A group of lawmakers want to update the Constitution to make it gender-neutral, changing the pronoun "he" to "the person" throughout the document.
"We are making such great strides to become inclusive in the commonwealth," Rep. Mindy Domb, D-Amherst, primary sponsor of the bill, told members of the Legislature's Judiciary Committee on Tuesday. "We should make sure the Constitution reflects that."
There are at least 83 references to "he" in the document, which begins with the words: "All men are born free and equal, and have certain natural, essential, and unalienable rights."
Domb pointed out the word "person" is already used 64 times in the document.
"By striking the word 'he' and replacing it with 'the person,' we are making the Constitution more consistent as well as gender inclusive," she told the panel.

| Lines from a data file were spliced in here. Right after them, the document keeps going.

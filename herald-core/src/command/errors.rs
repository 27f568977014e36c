use std::fmt::Display;

use super::arguments::Value;

/// A command definition that violates the argument ordering rules.
#[derive(Debug, Clone, PartialEq, Eq)]
pub enum CommandBuildError {
    EmptyTrigger,
    /// The command has neither a handler nor sub-commands.
    MissingHandler(String),
    /// Triggers and aliases are single tokens; use sub-commands for multi-word paths.
    WhitespaceInTrigger(String),
    MultipleEndless,
    /// The endless argument is not the last positional argument.
    EndlessNotLast(String),
    /// An argument without a default follows one with a default.
    RequiredAfterDefault { required: String, defaulted: String },
}

impl Display for CommandBuildError {
    fn fmt(&self, f: &mut std::fmt::Formatter<'_>) -> std::fmt::Result {
        match self {
            Self::EmptyTrigger => f.write_str("a command trigger cannot be empty"),
            Self::MissingHandler(t) => write!(f, "command {t} has neither a handler nor sub-commands"),
            Self::WhitespaceInTrigger(t) => write!(f, "trigger or alias {t:?} contains whitespace"),
            Self::MultipleEndless => f.write_str("a command may have at most one endless argument"),
            Self::EndlessNotLast(name) => write!(f, "endless argument {name} must be the last argument"),
            Self::RequiredAfterDefault { required, defaulted } => write!(
                f,
                "argument {required} has no default but follows argument {defaulted}, which does"
            ),
        }
    }
}
impl std::error::Error for CommandBuildError {}

/// Why a handler did not complete.
#[derive(Debug)]
pub enum ExecutionFailure {
    /// The handler returned an error.
    Failed(anyhow::Error),
    /// The handler panicked; holds the panic message if it was a string.
    Panicked(String),
}

impl Display for ExecutionFailure {
    fn fmt(&self, f: &mut std::fmt::Formatter<'_>) -> std::fmt::Result {
        match self {
            Self::Failed(e) => write!(f, "{e:#}"),
            Self::Panicked(message) => write!(f, "handler panicked: {message}"),
        }
    }
}

/// A handler failure, along with the invocation that caused it.
#[derive(Debug)]
pub struct ExecutionError {
    /// Space-separated trigger path of the command.
    pub command: String,
    pub arguments: Vec<Value>,
    pub cause: ExecutionFailure,
}

impl Display for ExecutionError {
    fn fmt(&self, f: &mut std::fmt::Formatter<'_>) -> std::fmt::Result {
        write!(f, "command {} failed: {}", self.command, self.cause)
    }
}

impl std::error::Error for ExecutionError {
    fn source(&self) -> Option<&(dyn std::error::Error + 'static)> {
        match &self.cause {
            ExecutionFailure::Failed(e) => Some(&**e),
            ExecutionFailure::Panicked(_) => None,
        }
    }
}
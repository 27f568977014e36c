use std::time::Duration;

use moka::sync::Cache;
use tokio::time::Instant;

use crate::command::CommandId;
use crate::context::InvocationContext;

/// Who shares a cooldown.
#[derive(Clone, Copy, Debug, Default, PartialEq, Eq, Hash)]
pub enum CooldownScope {
    #[default]
    User,
    /// Everyone in a guild. Falls back to the user in private messages.
    Guild,
    Channel,
    /// Everyone, everywhere.
    Global,
}

#[derive(Clone, Copy, Debug, PartialEq, Eq)]
pub struct Cooldown {
    pub duration: Duration,
    pub scope: CooldownScope,
}

impl Cooldown {
    pub fn new(duration: Duration, scope: CooldownScope) -> Self {
        Self { duration, scope }
    }
}

#[derive(Clone, Copy, Debug, PartialEq, Eq, Hash)]
enum ScopeKey {
    User(u64),
    Guild(u64),
    Channel(u64),
    Global,
}

impl ScopeKey {
    fn of(scope: CooldownScope, ctx: &InvocationContext) -> Self {
        match scope {
            CooldownScope::User => Self::User(ctx.author.id),
            CooldownScope::Guild => ctx
                .location
                .guild_id
                .map_or(Self::User(ctx.author.id), Self::Guild),
            CooldownScope::Channel => Self::Channel(ctx.location.channel_id),
            CooldownScope::Global => Self::Global,
        }
    }
}

/// All live cooldowns, in the format <(command id, scope key) => expiry>.
///
/// Keyed by command id rather than path, so overloads sharing a trigger keep separate windows.
///
/// Entries are created on first use and pruned when they are checked after expiry. The cache
/// capacity bounds memory; evicting an entry early only shortens a cooldown.
pub struct CommandCooldowns(Cache<(CommandId, ScopeKey), Instant>);

impl CommandCooldowns {
    pub fn new(capacity: u64) -> Self {
        Self(Cache::builder().max_capacity(capacity).build())
    }

    /// Time until the cooldown of `command` expires for this context, if it is live.
    pub fn remaining(&self, command: CommandId, cooldown: &Cooldown, ctx: &InvocationContext) -> Option<Duration> {
        let key = (command, ScopeKey::of(cooldown.scope, ctx));
        let expiry = self.0.get(&key)?;
        let now = Instant::now();

        if expiry > now {
            Some(expiry - now)
        } else {
            self.0.invalidate(&key);
            None
        }
    }

    /// Returns the remaining time if the cooldown is live. Otherwise starts a new cooldown window.
    pub fn check_and_stamp(
        &self,
        command: CommandId,
        cooldown: &Cooldown,
        ctx: &InvocationContext,
    ) -> Result<(), Duration> {
        if cooldown.duration.is_zero() {
            return Ok(());
        }

        if let Some(remaining) = self.remaining(command, cooldown, ctx) {
            return Err(remaining);
        }

        let key = (command, ScopeKey::of(cooldown.scope, ctx));
        self.0.insert(key, Instant::now() + cooldown.duration);
        Ok(())
    }

    /// Clears the cooldown of `command` for this context.
    pub fn reset(&self, command: CommandId, cooldown: &Cooldown, ctx: &InvocationContext) {
        self.0.invalidate(&(command, ScopeKey::of(cooldown.scope, ctx)));
    }
}

impl Default for CommandCooldowns {
    fn default() -> Self {
        Self::new(10_000)
    }
}
use std::collections::HashMap;
use std::sync::atomic::{AtomicU64, Ordering};
use std::sync::{Arc, Mutex, PoisonError};
use std::time::Duration;

use herald_common::config::HeraldConfig;
use tokio::sync::oneshot;
use tracing::debug;

use super::{TimeoutScheduler, TimerHandle};

type Predicate<E> = Box<dyn Fn(&E) -> bool + Send + Sync>;

struct Listener<E> {
    predicate: Predicate<E>,
    tx: oneshot::Sender<Option<E>>,
    timer: Option<TimerHandle>,
}

type Listeners<E> = Arc<Mutex<HashMap<u64, Listener<E>>>>;

/// Lets handlers wait for a later event, e.g. a reply from the same user or a button press.
///
/// Each listener completes exactly once, with the first event matching its predicate or with a
/// timeout, and is removed from the set either way.
pub struct EventWaiter<E> {
    listeners: Listeners<E>,
    next_id: AtomicU64,
    scheduler: TimeoutScheduler,
    default_timeout: Duration,
}

impl<E> EventWaiter<E>
where
    E: Clone + Send + 'static,
{
    pub fn new(scheduler: &TimeoutScheduler, default_timeout: Duration) -> Self {
        Self {
            listeners: Arc::new(Mutex::new(HashMap::new())),
            next_id: AtomicU64::new(0),
            scheduler: scheduler.clone(),
            default_timeout,
        }
    }

    pub fn from_config(scheduler: &TimeoutScheduler, config: &HeraldConfig) -> Self {
        Self::new(scheduler, config.waiter_default_timeout())
    }

    /// Waits for the first event matching `predicate`. Returns `None` on timeout.
    ///
    /// `timeout` falls back to the waiter's default.
    pub async fn wait_for<P>(&self, predicate: P, timeout: Option<Duration>) -> Option<E>
    where
        P: Fn(&E) -> bool + Send + Sync + 'static,
    {
        let id = self.next_id.fetch_add(1, Ordering::Relaxed);
        let (tx, rx) = oneshot::channel();
        let timeout = timeout.unwrap_or(self.default_timeout);

        {
            let mut listeners = self.listeners.lock().unwrap_or_else(PoisonError::into_inner);
            listeners.insert(id, Listener {
                predicate: Box::new(predicate),
                tx,
                timer: None,
            });

            let expired = self.listeners.clone();
            let timer = self.scheduler.schedule(timeout, move || {
                let listener = expired.lock().unwrap_or_else(PoisonError::into_inner).remove(&id);
                if let Some(listener) = listener {
                    debug!("event listener {id} timed out");
                    let _ = listener.tx.send(None);
                }
            });

            if let Some(listener) = listeners.get_mut(&id) {
                listener.timer = Some(timer);
            }
        }

        rx.await.ok().flatten()
    }

    /// Offers `event` to every listener. Returns the number of listeners it completed.
    pub fn dispatch(&self, event: &E) -> usize {
        let matched = {
            let mut listeners = self.listeners.lock().unwrap_or_else(PoisonError::into_inner);
            let ids = listeners
                .iter()
                .filter(|(_, l)| (l.predicate)(event))
                .map(|(id, _)| *id)
                .collect::<Vec<_>>();

            ids.into_iter().filter_map(|id| listeners.remove(&id)).collect::<Vec<_>>()
        };

        let count = matched.len();
        for listener in matched {
            if let Some(timer) = &listener.timer {
                timer.cancel();
            }
            let _ = listener.tx.send(Some(event.clone()));
        }

        count
    }

    /// Number of listeners still waiting.
    pub fn pending(&self) -> usize {
        self.listeners.lock().unwrap_or_else(PoisonError::into_inner).len()
    }
}
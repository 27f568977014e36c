use std::fmt::Display;
use std::sync::Arc;
use std::time::Duration;

use herald_common::util::format_time;

use crate::command::errors::ExecutionError;
use crate::command::Command;
use crate::context::Permission;

/// The result of dispatching one message. Only [`Outcome::ExecutionError`] represents a fault;
/// everything else is a normal, typed result for the host to render (or ignore).
#[derive(Debug)]
pub enum Outcome {
    /// The message was not prefixed, or no trigger matched.
    NoCommandMatch,
    /// A trigger matched but no candidate's arguments verified.
    InvalidArguments { command: Arc<Command> },
    MissingCallerPermissions {
        command: Arc<Command>,
        missing: Vec<Permission>,
    },
    MissingAgentPermissions {
        command: Arc<Command>,
        missing: Vec<Permission>,
    },
    /// The command cannot be used in a guild, or in private messages.
    NotTriggerableHere { command: Arc<Command> },
    BotAuthorRejected { command: Arc<Command> },
    DeveloperOnly { command: Arc<Command> },
    OnCooldown {
        command: Arc<Command>,
        remaining: Duration,
    },
    ExecutionError(ExecutionError),
    /// The handler ran and returned [`crate::command::Completion::Cancelled`].
    Cancelled { command: Arc<Command> },
    Success { command: Arc<Command> },
}

#[derive(Debug, PartialEq, Eq, Clone, Copy)]
pub enum ErrorSeverity {
    Low,
    High,
}

impl Outcome {
    pub fn get_severity(&self) -> ErrorSeverity {
        match self {
            Self::ExecutionError(_) => ErrorSeverity::High,
            _ => ErrorSeverity::Low,
        }
    }

    pub fn is_success(&self) -> bool {
        matches!(self, Self::Success { .. })
    }

    /// The command the outcome concerns, if one was resolved.
    pub fn command(&self) -> Option<&Arc<Command>> {
        match self {
            Self::NoCommandMatch | Self::ExecutionError(_) => None,
            Self::InvalidArguments { command }
            | Self::MissingCallerPermissions { command, .. }
            | Self::MissingAgentPermissions { command, .. }
            | Self::NotTriggerableHere { command }
            | Self::BotAuthorRejected { command }
            | Self::DeveloperOnly { command }
            | Self::OnCooldown { command, .. }
            | Self::Cancelled { command }
            | Self::Success { command } => Some(command),
        }
    }
}

impl Display for Outcome {
    fn fmt(&self, f: &mut std::fmt::Formatter<'_>) -> std::fmt::Result {
        match self {
            Self::NoCommandMatch => f.write_str("no command matched"),
            Self::InvalidArguments { command } => write!(f, "invalid arguments, usage: {}", command.usage),
            Self::MissingCallerPermissions { command, missing } => write!(
                f,
                "{} requires permissions the caller lacks: {}",
                command.path(),
                missing.join(", ")
            ),
            Self::MissingAgentPermissions { command, missing } => write!(
                f,
                "{} requires permissions the bot lacks: {}",
                command.path(),
                missing.join(", ")
            ),
            Self::NotTriggerableHere { command } => write!(f, "{} cannot be used here", command.path()),
            Self::BotAuthorRejected { command } => write!(f, "{} cannot be used by bots", command.path()),
            Self::DeveloperOnly { command } => write!(f, "{} is developer-only", command.path()),
            Self::OnCooldown { command, remaining } => write!(
                f,
                "{} is on cooldown for {}",
                command.path(),
                format_time(*remaining)
            ),
            Self::ExecutionError(e) => write!(f, "{e}"),
            Self::Cancelled { command } => write!(f, "{} was cancelled", command.path()),
            Self::Success { command } => write!(f, "{} succeeded", command.path()),
        }
    }
}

Several states, including Vermont and Maine, have changed their constitutions to use gender-neutral language, while others are considering doing so, according to the National Conference of State Legislatures.
New York voters approved such changes in 2001. Rhode Island also made the switch.
Roughly half of all U.S. states have moved toward gender-neutral language, in drafts of laws and proposed revisions of their state constitutions.
The Massachusetts proposal was one of 10 Constitutional amendments heard by the panel on Tuesday, the first step toward getting on the ballot. The Legislature is expected to convene a joint session next month to consider the amendments.
Domb has filed another proposal to allow state and local elected officials to decline to recite the phase "so help me, God" when taking the oath of office.
That amendment, which was advanced by the Judiciary Committee in the previous two-year session, calls for substituting a secular version, known as the Quaker oath, which states, "This I do under the pains and penalties of perjury."
"It doesn't take God out of the Constitution," Domb said. "This only allows for an option for a person, regardless of their religion, to take the oath."
Another proposal, filed by House Minority Leader Brad Jones, R-North Reading, would prohibit the state from using the eminent domain law to take private property.
State law allows citizens to petition their representatives and senators to file proposed amendments to the Constitution.
A proposed amendment filed by Vincent Dixon, a Winchester Republican who ran unsuccessfully for the Governor's Council in 2014, would establish a term renewal process requiring state judges to be reconfirmed every 10 years.
Currently, judges are appointed for life after being nominated by the governor, vetted by a state commission and confirmed by the Governor's Council.
Supporters of the dozen or so constitutional amendments acknowledge they face a long slog.
To be successful, amendments must be approved by two consecutive Legislatures — a process that could take three years or more. The earliest a proposal could be put on a ballot for voters is November 2024.